Those thinking about their future and their property in New York often decide they want to create an estate plan or update their existing end-of-life documents. Estate planning gives someone control over what happens to their assets when they die and can allow them to plan for their protection in the event of incapacity later in life.
One of the many issues influencing how people structure their estate plans is the possibility of estate taxes. Those with resources worth $6.58 million or more in New York may have to pay state estate taxes. The federal threshold is roughly twice the state threshold, so anyone who might be responsible for federal estate taxes will typically have to pay state estate taxes as well. That obligation could lead to the loss of a significant percentage of someone’s property after their death. How do individuals plan ahead to minimize or eliminate estate taxes?

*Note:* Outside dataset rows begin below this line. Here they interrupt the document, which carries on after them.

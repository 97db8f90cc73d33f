//! # convo-store
//!
//! Domain models and the multi-entity operations that keep their
//! cross-references, read state and membership consistent on top of a
//! non-transactional document store.
//!
//! The [`Database`] handle wraps any [`Datastore`] and provides typed
//! operations for every model. [`MemoryStore`] is the in-process backend
//! used for development and tests.

pub mod database;
pub mod datastore;
pub mod digest;
pub mod events;
pub mod memory;
pub mod merge;
pub mod messages;
pub mod models;
pub mod threads;
pub mod users;

mod error;

pub use database::{Database, Entity, Tx};
pub use datastore::{Datastore, Direction, Query, Transaction};
pub use digest::{Digest, DigestItem, Digestable};
pub use error::StoreError;
pub use memory::{CallStats, MemoryStore};
pub use merge::{MergeGuard, MergeLocks, MergeReport};
pub use models::*;
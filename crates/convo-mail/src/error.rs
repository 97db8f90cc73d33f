use thiserror::Error;

use convo_shared::ConvoError;

/// Errors produced by outbound mail, the email queue and the activity feed.
#[derive(Error, Debug)]
pub enum MailError {
    /// The provider could not be reached.
    #[error("Transport error: {0}")]
    Transport(String),

    /// The provider answered with a non-success status.
    #[error("Rejected by provider ({status}) for {to}")]
    Rejected { to: String, status: u16 },

    #[error("Render error: {0}")]
    Render(String),

    #[error("Queue error: {0}")]
    Queue(String),

    #[error("Feed error: {0}")]
    Feed(String),
}

pub type Result<T> = std::result::Result<T, MailError>;

impl From<MailError> for ConvoError {
    fn from(e: MailError) -> Self {
        ConvoError::Internal(e.to_string())
    }
}
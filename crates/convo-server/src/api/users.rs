use axum::extract::{Path, State};
use axum::http::StatusCode;
use axum::Json;
use serde::Deserialize;

use convo_shared::magic::MagicLinker;
use convo_shared::{ConvoError, Key, Kind};
use convo_store::{Provider, User};

use super::views::{contacts, ContactView, SelfView};
use super::{AppState, AuthUser, Body};
use crate::error::ApiResult;

#[derive(Deserialize)]
#[serde(rename_all = "camelCase")]
pub struct CreateUserRequest {
    email: String,
    first_name: String,
    #[serde(default)]
    last_name: String,
    password: String,
}

pub async fn create_user(
    State(state): State<AppState>,
    Body(req): Body<CreateUserRequest>,
) -> ApiResult<(StatusCode, Json<SelfView>)> {
    let user = User::with_password(&req.email, &req.first_name, &req.last_name, &req.password)?;
    state.db.create_user(&user).await?;
    state.index_user(&user).await;

    if let Err(e) = state.postman.send_verify(&user).await {
        tracing::warn!(user = %user.key, "verification email not sent: {}", e);
    }
    Ok((StatusCode::CREATED, Json(SelfView::from(&user))))
}

#[derive(Deserialize)]
pub struct Credentials {
    email: String,
    password: String,
}

pub async fn authenticate(
    State(state): State<AppState>,
    Body(req): Body<Credentials>,
) -> ApiResult<Json<SelfView>> {
    match state.db.get_user_by_email(&req.email).await? {
        Some(user) if user.check_password(&req.password) => Ok(Json(SelfView::from(&user))),
        _ => Err(ConvoError::invalid("message", "Invalid email or password").into()),
    }
}

#[derive(Deserialize)]
pub struct OAuthRequest {
    provider: String,
    token: String,
}

pub async fn oauth(
    State(state): State<AppState>,
    Body(req): Body<OAuthRequest>,
) -> ApiResult<Json<SelfView>> {
    let provider = Provider::parse(&req.provider)
        .ok_or_else(|| ConvoError::invalid("provider", "Unsupported provider"))?;
    let profile = state.oauth.verify(provider, &req.token).await?;
    let (user, created) = state.db.get_or_create_oauth_user(&profile).await?;
    if created {
        state.index_user(&user).await;
    }
    Ok(Json(SelfView::from(&user)))
}

pub async fn get_self(AuthUser(user): AuthUser) -> Json<SelfView> {
    Json(SelfView::from(&user))
}

pub async fn get_contacts(
    State(state): State<AppState>,
    AuthUser(user): AuthUser,
) -> ApiResult<Json<Vec<ContactView>>> {
    let partials = state.db.get_contacts(&user).await?;
    Ok(Json(contacts(&partials)))
}

#[derive(Deserialize)]
pub struct ContactRequest {
    id: String,
}

pub async fn add_contact(
    State(state): State<AppState>,
    AuthUser(mut user): AuthUser,
    Body(req): Body<ContactRequest>,
) -> ApiResult<(StatusCode, Json<Vec<ContactView>>)> {
    let contact = state
        .db
        .get_user(&Key::decode_kind(&req.id, Kind::User)?)
        .await?;
    state.db.add_contact(&mut user, &contact).await?;
    let partials = state.db.get_contacts(&user).await?;
    Ok((StatusCode::CREATED, Json(contacts(&partials))))
}

pub async fn remove_contact(
    State(state): State<AppState>,
    AuthUser(mut user): AuthUser,
    Path(id): Path<String>,
) -> ApiResult<Json<Vec<ContactView>>> {
    let contact = Key::decode_kind(&id, Kind::User)?;
    state.db.remove_contact(&mut user, &contact).await?;
    let partials = state.db.get_contacts(&user).await?;
    Ok(Json(contacts(&partials)))
}

/// Find the user a magic link was issued to and check it against their
/// current secret for `action`.
async fn consume_link(state: &AppState, link: &str, action: &str) -> ApiResult<User> {
    let (id, link_action) = MagicLinker::peek(link).map_err(|_| ConvoError::Unauthorized)?;
    if link_action != action {
        return Err(ConvoError::Unauthorized.into());
    }
    let key = Key::decode_kind(&id, Kind::User).map_err(|_| ConvoError::Unauthorized)?;
    let user = state.db.get_user(&key).await?;
    state
        .postman
        .linker()
        .verify(link, &user.link_secret(action))
        .map_err(|e| {
            tracing::debug!(user = %user.key, action, "magic link refused: {}", e);
            ConvoError::Unauthorized
        })?;
    Ok(user)
}

#[derive(Deserialize)]
pub struct VerifyRequest {
    link: String,
}

pub async fn verify_email(
    State(state): State<AppState>,
    Body(req): Body<VerifyRequest>,
) -> ApiResult<Json<SelfView>> {
    let mut user = consume_link(&state, &req.link, "verify").await?;
    user.verify();
    state.db.put(&user).await?;
    tracing::info!(user = %user.key, "email verified");
    Ok(Json(SelfView::from(&user)))
}

/// Either `{email}` to request a reset link, or `{link, password}` to use one.
#[derive(Deserialize)]
pub struct ResetRequest {
    #[serde(default)]
    email: Option<String>,
    #[serde(default)]
    link: Option<String>,
    #[serde(default)]
    password: Option<String>,
}

pub async fn reset_password(
    State(state): State<AppState>,
    Body(req): Body<ResetRequest>,
) -> ApiResult<Json<serde_json::Value>> {
    match (req.email, req.link, req.password) {
        (_, Some(link), Some(password)) => {
            let mut user = consume_link(&state, &link, "reset").await?;
            if !user.change_password(&password) {
                return Err(ConvoError::invalid(
                    "password",
                    "Must be at least 8 characters",
                )
                .into());
            }
            // A reset proves the address and signs out other sessions.
            user.verify();
            user.rotate_token();
            state.db.put(&user).await?;
            tracing::info!(user = %user.key, "password reset");
            Ok(Json(serde_json::to_value(SelfView::from(&user)).map_err(ConvoError::from)?))
        }
        (Some(email), None, None) => {
            if let Some(user) = state.db.get_user_by_email(&email).await? {
                state.postman.send_password_reset(&user).await?;
            }
            Ok(Json(serde_json::json!({
                "message": "If that address has an account, a reset link is on its way"
            })))
        }
        _ => Err(ConvoError::invalid("email", "This field is required").into()),
    }
}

Starting and funding a trust
The use of a trust to hold certain assets is one of the more common ways to avoid estate tax obligations. When someone has particularly valuable property, such as a business or real estate holdings, transferring the ownership of those assets to a trust can significantly diminish the total value of their estate. A trust can also provide more control over the use and distribution of assets in order to better prevent loved ones from squandering their inheritance.
Arranging for the direct transfer of certain assets
There are numerous ways to keep specific assets out of probate court when someone passes away. Someone could change the vesting for their property so that they hold a title as joint tenants with rights of survivorship. When one owner dies, their interest in the property would then transfer to the other owner in ways that avoid probate. It is also possible to file paperwork to arrange to have financial accounts transferred to beneficiaries after someone’s death.
Making annual gifts
When the value of an estate is substantially higher than the current New York estate tax threshold, testators may want to diminish their holdings more aggressively during their golden years. Multiple years of gifts to children and grandchildren could not only reduce the value of an estate but can also give the testator an opportunity to witness their loved ones enjoying their inheritance.
The larger someone’s estate is, the more they will have to pay in taxes, and the more important creating a thorough plan for estate tax minimization becomes. Carefully planning ahead of time can help an individual with significant resources pass as much of their property as possible to their intended beneficiaries.